*WORK REQUIRED*
A word-for-word restatement of every entry is what is needed here.
Segment Start: INFORMATION SHOWN
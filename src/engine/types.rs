use serde::{Deserialize, Serialize};
use std::fmt;

/// Rows of optional cells. `None` is a cell the source did not provide,
/// which is different from an empty string.
pub type Table = Vec<Vec<Option<String>>>;

/// What a backend produced for one file. Empty text means "try the next one".
#[derive(Debug, Clone, Default, PartialEq, Serialize, Deserialize)]
pub struct Extraction {
    pub text: String,
    pub tables: Vec<Table>,
}

impl Extraction {
    pub fn new(text: String, tables: Vec<Table>) -> Self {
        Self { text, tables }
    }

    pub fn empty() -> Self {
        Self::default()
    }

    pub fn is_empty(&self) -> bool {
        self.text.trim().is_empty()
    }
}

#[derive(Debug, Clone, Copy, PartialEq, Eq, Hash, PartialOrd, Ord, Serialize, Deserialize)]
#[serde(rename_all = "snake_case")]
pub enum ExtractionMethod {
    OcrBatch,
    NativeText,
    LegacyText,
    DocxStructure,
}

impl ExtractionMethod {
    pub fn as_str(&self) -> &'static str {
        match self {
            ExtractionMethod::OcrBatch => "ocr_batch",
            ExtractionMethod::NativeText => "native_text",
            ExtractionMethod::LegacyText => "legacy_text",
            ExtractionMethod::DocxStructure => "docx_structure",
        }
    }
}

impl fmt::Display for ExtractionMethod {
    fn fmt(&self, f: &mut fmt::Formatter<'_>) -> fmt::Result {
        f.write_str(self.as_str())
    }
}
Segment End: INFORMATION SHOWN
*ANSWER FOR THIS EXERCISE*
filename src/engine/types.rs
use serde::{Deserialize, Serialize};
use std::fmt;

/// Rows of optional cells. `None` is a cell the source did not provide,
/// which is different from an empty string.
pub type Table = Vec<Vec<Option<String>>>;

/// What a backend produced for one file. Empty text means "try the next one".
#[derive(Debug, Clone, Default, PartialEq, Serialize, Deserialize)]
pub struct Extraction {
    pub text: String,
    pub tables: Vec<Table>,
}

impl Extraction {
    pub fn new(text: String, tables: Vec<Table>) -> Self {
        Self { text, tables }
    }

    pub fn empty() -> Self {
        Self::default()
    }

    pub fn is_empty(&self) -> bool {
        self.text.trim().is_empty()
    }
}

#[derive(Debug, Clone, Copy, PartialEq, Eq, Hash, PartialOrd, Ord, Serialize, Deserialize)]
#[serde(rename_all = "snake_case")]
pub enum ExtractionMethod {
    OcrBatch,
    NativeText,
    LegacyText,
    DocxStructure,
}

impl ExtractionMethod {
    pub fn as_str(&self) -> &'static str {
        match self {
            ExtractionMethod::OcrBatch => "ocr_batch",
            ExtractionMethod::NativeText => "native_text",
            ExtractionMethod::LegacyText => "legacy_text",
            ExtractionMethod::DocxStructure => "docx_structure",
        }
    }
}

impl fmt::Display for ExtractionMethod {
    fn fmt(&self, f: &mut fmt::Formatter<'_>) -> fmt::Result {
        f.write_str(self.as_str())
    }
}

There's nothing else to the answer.